* [TASK OBJECTIVE]:
Look at the entries below and restate word for word the lines from the first through the one that has "keyed by field".

BEGIN INPUT

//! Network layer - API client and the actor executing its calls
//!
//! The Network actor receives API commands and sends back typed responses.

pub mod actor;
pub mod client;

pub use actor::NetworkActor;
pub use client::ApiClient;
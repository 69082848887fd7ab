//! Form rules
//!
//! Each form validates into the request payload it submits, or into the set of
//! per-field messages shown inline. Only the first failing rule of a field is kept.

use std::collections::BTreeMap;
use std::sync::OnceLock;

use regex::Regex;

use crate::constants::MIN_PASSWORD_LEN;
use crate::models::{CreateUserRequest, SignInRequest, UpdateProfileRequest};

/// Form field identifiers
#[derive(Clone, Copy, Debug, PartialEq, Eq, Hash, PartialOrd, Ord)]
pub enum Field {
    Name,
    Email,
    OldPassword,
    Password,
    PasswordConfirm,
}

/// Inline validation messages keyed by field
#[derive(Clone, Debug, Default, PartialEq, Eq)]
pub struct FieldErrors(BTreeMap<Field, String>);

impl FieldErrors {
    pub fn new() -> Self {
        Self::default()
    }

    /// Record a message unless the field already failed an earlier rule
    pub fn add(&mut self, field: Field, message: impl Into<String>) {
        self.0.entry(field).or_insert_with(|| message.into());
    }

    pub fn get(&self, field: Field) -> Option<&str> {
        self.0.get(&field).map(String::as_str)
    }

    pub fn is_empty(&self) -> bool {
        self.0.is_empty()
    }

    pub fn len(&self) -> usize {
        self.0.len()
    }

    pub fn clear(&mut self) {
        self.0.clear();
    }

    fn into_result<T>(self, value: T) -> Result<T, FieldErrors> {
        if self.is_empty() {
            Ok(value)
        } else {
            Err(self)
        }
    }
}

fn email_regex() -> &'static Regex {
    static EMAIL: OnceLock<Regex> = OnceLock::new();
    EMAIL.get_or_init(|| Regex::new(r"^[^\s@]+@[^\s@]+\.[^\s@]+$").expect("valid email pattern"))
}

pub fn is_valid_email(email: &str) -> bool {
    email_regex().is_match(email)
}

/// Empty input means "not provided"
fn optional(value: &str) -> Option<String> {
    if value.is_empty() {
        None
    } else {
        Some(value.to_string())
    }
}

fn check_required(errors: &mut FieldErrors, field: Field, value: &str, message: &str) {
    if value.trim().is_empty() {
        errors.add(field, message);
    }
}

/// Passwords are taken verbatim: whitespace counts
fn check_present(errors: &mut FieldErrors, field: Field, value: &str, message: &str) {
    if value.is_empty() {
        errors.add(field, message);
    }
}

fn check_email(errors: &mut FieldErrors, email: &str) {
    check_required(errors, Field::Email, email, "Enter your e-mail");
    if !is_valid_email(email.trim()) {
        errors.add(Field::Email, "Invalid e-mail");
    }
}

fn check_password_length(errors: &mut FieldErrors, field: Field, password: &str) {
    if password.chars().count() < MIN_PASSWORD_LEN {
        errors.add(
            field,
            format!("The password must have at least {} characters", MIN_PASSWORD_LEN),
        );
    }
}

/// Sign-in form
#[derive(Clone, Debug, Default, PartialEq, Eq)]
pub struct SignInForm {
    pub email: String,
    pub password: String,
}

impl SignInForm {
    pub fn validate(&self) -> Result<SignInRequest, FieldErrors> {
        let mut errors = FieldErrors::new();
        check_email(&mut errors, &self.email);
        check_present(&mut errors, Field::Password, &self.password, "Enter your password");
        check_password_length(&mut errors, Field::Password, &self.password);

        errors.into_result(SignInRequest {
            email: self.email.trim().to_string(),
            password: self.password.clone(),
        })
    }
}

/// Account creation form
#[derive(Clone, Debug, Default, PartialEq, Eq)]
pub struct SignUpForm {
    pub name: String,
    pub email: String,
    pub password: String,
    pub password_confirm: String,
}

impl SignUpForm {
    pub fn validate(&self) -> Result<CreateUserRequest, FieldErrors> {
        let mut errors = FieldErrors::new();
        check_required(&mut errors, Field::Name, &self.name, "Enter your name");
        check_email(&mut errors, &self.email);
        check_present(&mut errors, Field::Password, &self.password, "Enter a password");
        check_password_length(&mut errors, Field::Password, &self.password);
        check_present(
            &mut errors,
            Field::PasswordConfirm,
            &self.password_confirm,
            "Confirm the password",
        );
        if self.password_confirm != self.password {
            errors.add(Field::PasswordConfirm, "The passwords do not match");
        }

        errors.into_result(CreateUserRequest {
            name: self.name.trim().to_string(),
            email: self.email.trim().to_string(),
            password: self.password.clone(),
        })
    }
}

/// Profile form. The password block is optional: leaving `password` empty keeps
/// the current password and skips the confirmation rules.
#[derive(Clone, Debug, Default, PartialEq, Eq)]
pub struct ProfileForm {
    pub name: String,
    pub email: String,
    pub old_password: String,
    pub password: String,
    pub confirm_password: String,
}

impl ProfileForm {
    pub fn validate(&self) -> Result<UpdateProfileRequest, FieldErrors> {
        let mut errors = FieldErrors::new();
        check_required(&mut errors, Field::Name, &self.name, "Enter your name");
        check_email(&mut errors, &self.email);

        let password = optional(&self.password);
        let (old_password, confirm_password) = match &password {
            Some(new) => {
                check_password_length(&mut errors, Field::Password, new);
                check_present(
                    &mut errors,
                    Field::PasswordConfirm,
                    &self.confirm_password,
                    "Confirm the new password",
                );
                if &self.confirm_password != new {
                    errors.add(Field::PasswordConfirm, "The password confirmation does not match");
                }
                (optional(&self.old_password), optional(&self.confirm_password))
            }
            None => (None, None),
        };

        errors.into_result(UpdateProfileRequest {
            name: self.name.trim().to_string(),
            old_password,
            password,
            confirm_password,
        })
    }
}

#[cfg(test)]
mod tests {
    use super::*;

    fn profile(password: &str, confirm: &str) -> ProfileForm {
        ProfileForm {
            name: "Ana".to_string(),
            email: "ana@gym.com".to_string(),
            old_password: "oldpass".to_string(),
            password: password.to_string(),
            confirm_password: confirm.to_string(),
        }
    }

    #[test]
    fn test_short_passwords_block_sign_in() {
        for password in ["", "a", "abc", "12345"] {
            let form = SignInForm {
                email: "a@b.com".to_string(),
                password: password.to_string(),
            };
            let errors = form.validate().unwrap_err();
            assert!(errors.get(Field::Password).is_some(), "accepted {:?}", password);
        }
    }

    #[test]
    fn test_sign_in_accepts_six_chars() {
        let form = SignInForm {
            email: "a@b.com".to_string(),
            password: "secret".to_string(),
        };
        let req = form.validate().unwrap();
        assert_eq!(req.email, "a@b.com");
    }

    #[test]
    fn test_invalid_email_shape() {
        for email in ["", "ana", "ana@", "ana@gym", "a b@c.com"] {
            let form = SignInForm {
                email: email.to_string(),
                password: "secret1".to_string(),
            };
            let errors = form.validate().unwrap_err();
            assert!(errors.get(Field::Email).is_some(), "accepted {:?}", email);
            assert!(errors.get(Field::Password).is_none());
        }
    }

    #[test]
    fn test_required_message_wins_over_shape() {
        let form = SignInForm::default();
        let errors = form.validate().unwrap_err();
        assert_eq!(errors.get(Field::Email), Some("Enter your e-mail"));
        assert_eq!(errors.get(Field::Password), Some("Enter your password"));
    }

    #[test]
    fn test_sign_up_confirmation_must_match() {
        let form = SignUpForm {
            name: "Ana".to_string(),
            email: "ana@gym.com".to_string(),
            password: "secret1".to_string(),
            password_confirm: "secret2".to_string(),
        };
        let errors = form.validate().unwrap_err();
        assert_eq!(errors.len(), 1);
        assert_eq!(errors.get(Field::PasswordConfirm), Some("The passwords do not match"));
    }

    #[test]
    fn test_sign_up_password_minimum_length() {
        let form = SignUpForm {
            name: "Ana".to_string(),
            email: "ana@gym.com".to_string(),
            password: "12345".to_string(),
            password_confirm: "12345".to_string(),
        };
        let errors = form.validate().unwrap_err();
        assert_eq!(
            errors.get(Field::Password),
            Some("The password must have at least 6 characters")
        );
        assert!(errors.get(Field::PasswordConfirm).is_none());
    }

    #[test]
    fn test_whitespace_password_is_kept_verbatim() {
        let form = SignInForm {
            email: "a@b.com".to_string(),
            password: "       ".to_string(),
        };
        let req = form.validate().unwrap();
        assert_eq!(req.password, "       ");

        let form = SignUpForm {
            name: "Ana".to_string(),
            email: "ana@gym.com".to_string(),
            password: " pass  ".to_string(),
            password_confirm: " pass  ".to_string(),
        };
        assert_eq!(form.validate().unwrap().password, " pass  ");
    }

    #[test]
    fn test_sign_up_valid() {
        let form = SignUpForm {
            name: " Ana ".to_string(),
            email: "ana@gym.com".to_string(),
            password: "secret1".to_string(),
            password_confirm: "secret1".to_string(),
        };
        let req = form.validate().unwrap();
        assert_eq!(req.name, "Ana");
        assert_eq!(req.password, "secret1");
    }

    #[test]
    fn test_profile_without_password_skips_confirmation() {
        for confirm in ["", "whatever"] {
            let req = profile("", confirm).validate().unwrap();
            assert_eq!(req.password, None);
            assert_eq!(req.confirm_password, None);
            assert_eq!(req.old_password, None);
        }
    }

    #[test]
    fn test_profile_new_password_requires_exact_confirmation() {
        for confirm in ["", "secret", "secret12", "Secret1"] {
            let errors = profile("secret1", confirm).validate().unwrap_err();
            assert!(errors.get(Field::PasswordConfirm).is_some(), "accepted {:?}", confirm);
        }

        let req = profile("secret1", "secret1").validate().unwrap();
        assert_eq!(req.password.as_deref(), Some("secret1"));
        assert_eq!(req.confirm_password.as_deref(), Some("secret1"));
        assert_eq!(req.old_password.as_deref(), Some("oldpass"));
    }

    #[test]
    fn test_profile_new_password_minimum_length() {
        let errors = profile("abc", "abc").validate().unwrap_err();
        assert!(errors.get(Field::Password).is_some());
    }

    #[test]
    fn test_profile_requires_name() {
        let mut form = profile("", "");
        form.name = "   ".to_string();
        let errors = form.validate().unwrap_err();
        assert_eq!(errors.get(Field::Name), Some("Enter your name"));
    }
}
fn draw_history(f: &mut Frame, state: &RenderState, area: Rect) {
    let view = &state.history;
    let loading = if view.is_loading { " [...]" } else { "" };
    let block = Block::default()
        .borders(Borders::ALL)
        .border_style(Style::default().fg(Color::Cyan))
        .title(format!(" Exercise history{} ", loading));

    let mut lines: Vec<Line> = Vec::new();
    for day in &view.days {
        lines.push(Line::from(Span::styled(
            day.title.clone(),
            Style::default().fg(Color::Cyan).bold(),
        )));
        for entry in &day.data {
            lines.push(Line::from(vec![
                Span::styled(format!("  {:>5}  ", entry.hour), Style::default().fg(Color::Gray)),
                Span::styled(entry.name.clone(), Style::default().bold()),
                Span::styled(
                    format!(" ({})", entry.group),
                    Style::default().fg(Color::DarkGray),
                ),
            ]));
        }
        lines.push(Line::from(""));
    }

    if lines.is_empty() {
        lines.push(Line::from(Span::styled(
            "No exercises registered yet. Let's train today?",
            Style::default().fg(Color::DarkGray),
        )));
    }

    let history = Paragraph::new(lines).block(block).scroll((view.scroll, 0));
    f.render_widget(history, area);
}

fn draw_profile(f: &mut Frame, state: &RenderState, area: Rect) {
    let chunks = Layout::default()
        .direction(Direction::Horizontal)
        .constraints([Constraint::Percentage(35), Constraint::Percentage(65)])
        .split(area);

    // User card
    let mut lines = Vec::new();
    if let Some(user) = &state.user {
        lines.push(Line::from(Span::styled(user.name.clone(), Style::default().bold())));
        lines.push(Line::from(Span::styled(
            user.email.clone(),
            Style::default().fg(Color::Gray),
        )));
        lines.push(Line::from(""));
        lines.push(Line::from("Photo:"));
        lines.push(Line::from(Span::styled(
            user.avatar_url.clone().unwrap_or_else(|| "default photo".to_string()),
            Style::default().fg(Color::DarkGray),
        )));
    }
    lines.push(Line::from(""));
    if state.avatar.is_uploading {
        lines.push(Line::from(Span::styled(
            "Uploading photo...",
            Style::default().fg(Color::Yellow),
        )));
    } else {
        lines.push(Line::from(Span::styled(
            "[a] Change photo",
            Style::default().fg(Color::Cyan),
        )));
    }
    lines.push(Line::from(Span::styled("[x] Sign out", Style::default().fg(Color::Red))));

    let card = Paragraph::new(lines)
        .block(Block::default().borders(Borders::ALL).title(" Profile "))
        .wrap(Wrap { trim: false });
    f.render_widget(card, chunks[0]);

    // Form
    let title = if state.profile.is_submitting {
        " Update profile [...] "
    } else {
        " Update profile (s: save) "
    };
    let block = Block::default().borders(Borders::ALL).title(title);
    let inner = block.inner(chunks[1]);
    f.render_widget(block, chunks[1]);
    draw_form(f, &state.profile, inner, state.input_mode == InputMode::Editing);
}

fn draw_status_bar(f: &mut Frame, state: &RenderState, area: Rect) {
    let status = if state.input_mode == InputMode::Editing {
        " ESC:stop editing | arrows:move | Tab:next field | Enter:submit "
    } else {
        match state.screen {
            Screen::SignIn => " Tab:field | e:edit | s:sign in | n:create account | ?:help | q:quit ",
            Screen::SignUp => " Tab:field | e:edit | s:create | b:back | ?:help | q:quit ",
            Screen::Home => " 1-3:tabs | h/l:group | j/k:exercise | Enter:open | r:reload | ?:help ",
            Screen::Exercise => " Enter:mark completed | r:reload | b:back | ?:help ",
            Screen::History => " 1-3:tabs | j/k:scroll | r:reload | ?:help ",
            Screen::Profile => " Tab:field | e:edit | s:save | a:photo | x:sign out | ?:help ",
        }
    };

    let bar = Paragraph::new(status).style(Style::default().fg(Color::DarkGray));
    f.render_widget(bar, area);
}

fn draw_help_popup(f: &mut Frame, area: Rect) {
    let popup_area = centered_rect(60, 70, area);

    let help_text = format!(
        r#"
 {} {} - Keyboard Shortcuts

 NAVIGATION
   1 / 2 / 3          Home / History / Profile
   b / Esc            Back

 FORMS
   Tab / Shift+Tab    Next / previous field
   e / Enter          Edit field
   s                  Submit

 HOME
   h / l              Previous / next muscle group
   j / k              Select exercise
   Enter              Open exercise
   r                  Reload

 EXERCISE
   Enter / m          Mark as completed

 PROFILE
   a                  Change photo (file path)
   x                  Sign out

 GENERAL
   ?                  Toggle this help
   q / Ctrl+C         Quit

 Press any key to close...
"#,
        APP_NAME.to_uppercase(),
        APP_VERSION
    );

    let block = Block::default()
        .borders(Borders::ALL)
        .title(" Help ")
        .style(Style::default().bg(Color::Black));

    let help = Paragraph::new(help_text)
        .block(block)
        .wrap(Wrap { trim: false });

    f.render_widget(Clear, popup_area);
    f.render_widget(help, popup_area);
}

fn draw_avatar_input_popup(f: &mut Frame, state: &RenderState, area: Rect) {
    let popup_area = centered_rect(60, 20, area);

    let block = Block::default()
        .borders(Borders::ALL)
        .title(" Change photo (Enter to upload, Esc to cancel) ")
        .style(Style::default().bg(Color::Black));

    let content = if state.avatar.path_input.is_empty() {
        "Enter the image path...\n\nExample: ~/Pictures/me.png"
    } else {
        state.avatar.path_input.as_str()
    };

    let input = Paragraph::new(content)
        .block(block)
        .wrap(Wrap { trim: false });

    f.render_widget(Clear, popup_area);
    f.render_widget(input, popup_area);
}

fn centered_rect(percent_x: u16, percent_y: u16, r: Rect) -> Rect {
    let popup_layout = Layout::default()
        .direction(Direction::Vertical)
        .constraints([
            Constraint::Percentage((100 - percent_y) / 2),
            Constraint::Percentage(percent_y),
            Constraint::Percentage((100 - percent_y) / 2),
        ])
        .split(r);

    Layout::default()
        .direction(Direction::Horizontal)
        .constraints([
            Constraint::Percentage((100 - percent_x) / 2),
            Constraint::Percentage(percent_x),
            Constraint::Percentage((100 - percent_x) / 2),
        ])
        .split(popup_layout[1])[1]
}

END INPUT

* [OUTPUT FOR THIS TASK]:
//! Network layer - API client and the actor executing its calls
//!
//! The Network actor receives API commands and sends back typed responses.

pub mod actor;
pub mod client;

pub use actor::NetworkActor;
pub use client::ApiClient;
repository 69082848887fd7ab
//! Form rules
//!
//! Each form validates into the request payload it submits, or into the set of
//! per-field messages shown inline. Only the first failing rule of a field is kept.

use std::collections::BTreeMap;
use std::sync::OnceLock;

use regex::Regex;

use crate::constants::MIN_PASSWORD_LEN;
use crate::models::{CreateUserRequest, SignInRequest, UpdateProfileRequest};

/// Form field identifiers
#[derive(Clone, Copy, Debug, PartialEq, Eq, Hash, PartialOrd, Ord)]
pub enum Field {
    Name,
    Email,
    OldPassword,
    Password,
    PasswordConfirm,
}

/// Inline validation messages keyed by field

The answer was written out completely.